(Collected data entries)
--------------------------------

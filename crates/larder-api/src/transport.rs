// Shared transport configuration for building reqwest::Client instances.
//
// The backend uses bearer-token auth over plain HTTPS, so the only knobs
// are the request timeout and the token injected as a default header.

use std::time::Duration;

use reqwest::header::{AUTHORIZATION, HeaderMap, HeaderValue};
use secrecy::{ExposeSecret, SecretString};

/// Shared transport configuration for building HTTP clients.
#[derive(Debug, Clone)]
pub struct TransportConfig {
    pub timeout: Duration,
    pub bearer_token: Option<SecretString>,
}

impl Default for TransportConfig {
    fn default() -> Self {
        Self {
            timeout: Duration::from_secs(30),
            bearer_token: None,
        }
    }
}

impl TransportConfig {
    /// Build a `reqwest::Client` from this config.
    ///
    /// If a bearer token is present it is injected as a default
    /// `Authorization` header and marked sensitive so it never appears
    /// in debug output.
    pub fn build_client(&self) -> Result<reqwest::Client, crate::error::Error> {
        let mut headers = HeaderMap::new();
        if let Some(ref token) = self.bearer_token {
            let value = format!("Bearer {}", token.expose_secret());
            let mut value = HeaderValue::from_str(&value).map_err(|_| {
                crate::error::Error::Api {
                    message: "bearer token contains invalid header characters".into(),
                    status: 0,
                }
            })?;
            value.set_sensitive(true);
            headers.insert(AUTHORIZATION, value);
        }

        Ok(reqwest::Client::builder()
            .timeout(self.timeout)
            .user_agent(concat!("larder/", env!("CARGO_PKG_VERSION")))
            .default_headers(headers)
            .build()?)
    }

    /// Set the bearer token used for authentication.
    pub fn with_bearer_token(mut self, token: SecretString) -> Self {
        self.bearer_token = Some(token);
        self
    }
}
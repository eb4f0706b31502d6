// ── Suggestion cache ──
//
// Category-keyed cache of advisory payloads, shared by every coordinator
// in the session. Entries are replaced wholesale. An optional JSON
// mirror on disk survives restarts: loaded lazily on first access,
// rewritten in full on every insert.

use std::fs;
use std::path::PathBuf;
use std::sync::{Arc, OnceLock};

use dashmap::DashMap;
use dashmap::mapref::entry::Entry;
use tokio::sync::watch;
use tracing::{debug, warn};

use crate::model::{CategoryId, SuggestionEntry};

/// Shared suggestion cache with an in-flight claim registry.
///
/// The registry lets concurrent requests for the same category collapse
/// into one backend call: the first caller claims the flight, later
/// callers join it and re-read the cache once the flight completes.
pub struct SuggestionCache {
    entries: DashMap<CategoryId, Arc<SuggestionEntry>>,
    in_flight: Arc<DashMap<CategoryId, watch::Receiver<bool>>>,
    mirror: Option<PathBuf>,
    mirror_loaded: OnceLock<()>,
}

/// Outcome of claiming the flight for a category.
pub(crate) enum Flight {
    /// This caller performs the fetch; dropping the guard completes the
    /// flight for everyone joined to it.
    Leader(FlightGuard),
    /// Someone else is already fetching; await completion on the channel
    /// and re-read the cache.
    Follower(watch::Receiver<bool>),
}

pub(crate) struct FlightGuard {
    registry: Arc<DashMap<CategoryId, watch::Receiver<bool>>>,
    category: CategoryId,
    done: watch::Sender<bool>,
}

impl Drop for FlightGuard {
    fn drop(&mut self) {
        self.registry.remove(&self.category);
        self.done.send_replace(true);
    }
}

impl SuggestionCache {
    pub fn new(mirror: Option<PathBuf>) -> Self {
        Self {
            entries: DashMap::new(),
            in_flight: Arc::new(DashMap::new()),
            mirror,
            mirror_loaded: OnceLock::new(),
        }
    }

    pub fn get(&self, category: CategoryId) -> Option<Arc<SuggestionEntry>> {
        self.ensure_mirror_loaded();
        self.entries.get(&category).map(|e| Arc::clone(&e))
    }

    /// Insert an entry, keyed by its own category, and rewrite the mirror.
    pub fn insert(&self, entry: Arc<SuggestionEntry>) {
        self.ensure_mirror_loaded();
        self.entries.insert(entry.category, entry);
        self.write_mirror();
    }

    /// Drop every cached entry and the on-disk mirror.
    pub fn clear(&self) {
        self.ensure_mirror_loaded();
        self.entries.clear();
        if let Some(path) = &self.mirror {
            match fs::remove_file(path) {
                Ok(()) => {}
                Err(e) if e.kind() == std::io::ErrorKind::NotFound => {}
                Err(e) => warn!(error = %e, path = %path.display(), "failed to remove suggestion mirror"),
            }
        }
    }

    /// Claim the flight for `category`, or join the one in progress.
    pub(crate) fn claim(&self, category: CategoryId) -> Flight {
        match self.in_flight.entry(category) {
            Entry::Occupied(occupied) => Flight::Follower(occupied.get().clone()),
            Entry::Vacant(vacant) => {
                let (done, completion) = watch::channel(false);
                vacant.insert(completion);
                Flight::Leader(FlightGuard {
                    registry: Arc::clone(&self.in_flight),
                    category,
                    done,
                })
            }
        }
    }

    // ── Disk mirror ──────────────────────────────────────────────────

    fn ensure_mirror_loaded(&self) {
        self.mirror_loaded.get_or_init(|| {
            let Some(path) = &self.mirror else { return };
            let data = match fs::read(path) {
                Ok(data) => data,
                Err(e) if e.kind() == std::io::ErrorKind::NotFound => return,
                Err(e) => {
                    warn!(error = %e, path = %path.display(), "failed to read suggestion mirror");
                    return;
                }
            };
            match serde_json::from_slice::<Vec<SuggestionEntry>>(&data) {
                Ok(entries) => {
                    debug!(count = entries.len(), "loaded suggestion mirror");
                    for entry in entries {
                        self.entries.insert(entry.category, Arc::new(entry));
                    }
                }
                Err(e) => {
                    warn!(error = %e, path = %path.display(), "discarding malformed suggestion mirror");
                }
            }
        });
    }

    fn write_mirror(&self) {
        let Some(path) = &self.mirror else { return };
        let entries: Vec<Arc<SuggestionEntry>> =
            self.entries.iter().map(|e| Arc::clone(&e)).collect();
        let serialized = match serde_json::to_vec_pretty(&entries) {
            Ok(bytes) => bytes,
            Err(e) => {
                warn!(error = %e, "failed to serialize suggestion mirror");
                return;
            }
        };
        if let Some(parent) = path.parent() {
            if let Err(e) = fs::create_dir_all(parent) {
                warn!(error = %e, path = %parent.display(), "failed to create mirror directory");
                return;
            }
        }
        if let Err(e) = fs::write(path, serialized) {
            warn!(error = %e, path = %path.display(), "failed to write suggestion mirror");
        }
    }
}

#[cfg(test)]
#[allow(clippy::unwrap_used)]
mod tests {
    use super::*;
    use crate::model::{ExpiryType, LocationDays, ShelfLife, StorageLocation};

    fn entry(category: i64) -> Arc<SuggestionEntry> {
        Arc::new(SuggestionEntry {
            category: CategoryId(category),
            shelf_life: ShelfLife {
                unopened: LocationDays {
                    pantry: Some(10),
                    fridge: Some(21),
                    freezer: None,
                },
                opened: LocationDays::default(),
            },
            expiry_type: ExpiryType::BestBefore,
            recommended_location: StorageLocation::Pantry,
        })
    }

    #[test]
    fn insert_then_get_round_trips() {
        let cache = SuggestionCache::new(None);
        assert!(cache.get(CategoryId(1)).is_none());
        cache.insert(entry(1));
        assert_eq!(cache.get(CategoryId(1)).unwrap().category, CategoryId(1));
    }

    #[test]
    fn mirror_survives_a_new_cache_instance() {
        let dir = tempfile::tempdir().unwrap();
        let path = dir.path().join("suggestions.json");

        let cache = SuggestionCache::new(Some(path.clone()));
        cache.insert(entry(3));
        cache.insert(entry(7));

        let reloaded = SuggestionCache::new(Some(path));
        assert!(reloaded.get(CategoryId(3)).is_some());
        assert!(reloaded.get(CategoryId(7)).is_some());
        assert!(reloaded.get(CategoryId(9)).is_none());
    }

    #[test]
    fn clear_removes_entries_and_mirror_file() {
        let dir = tempfile::tempdir().unwrap();
        let path = dir.path().join("suggestions.json");

        let cache = SuggestionCache::new(Some(path.clone()));
        cache.insert(entry(3));
        assert!(path.exists());

        cache.clear();
        assert!(cache.get(CategoryId(3)).is_none());
        assert!(!path.exists());
    }

    #[test]
    fn malformed_mirror_is_discarded() {
        let dir = tempfile::tempdir().unwrap();
        let path = dir.path().join("suggestions.json");
        fs::write(&path, b"not json").unwrap();

        let cache = SuggestionCache::new(Some(path));
        assert!(cache.get(CategoryId(1)).is_none());
    }

    #[tokio::test]
    async fn second_claim_joins_the_first() {
        let cache = SuggestionCache::new(None);

        let Flight::Leader(guard) = cache.claim(CategoryId(1)) else {
            panic!("first claim should lead");
        };
        let Flight::Follower(mut rx) = cache.claim(CategoryId(1)) else {
            panic!("second claim should follow");
        };
        // Different category gets its own flight.
        assert!(matches!(cache.claim(CategoryId(2)), Flight::Leader(_)));

        drop(guard);
        while !*rx.borrow_and_update() {
            rx.changed().await.unwrap();
        }
        // Flight complete: the next claim leads again.
        assert!(matches!(cache.claim(CategoryId(1)), Flight::Leader(_)));
    }
}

--------------------------------

- [What the exercise asks] Whenever a line of the data holds the string "Follower", pick that line out.

- [Task answer]
    Follower(watch::Receiver<bool>),
            Entry::Occupied(occupied) => Flight::Follower(occupied.get().clone()),
        let Flight::Follower(mut rx) = cache.claim(CategoryId(1)) else {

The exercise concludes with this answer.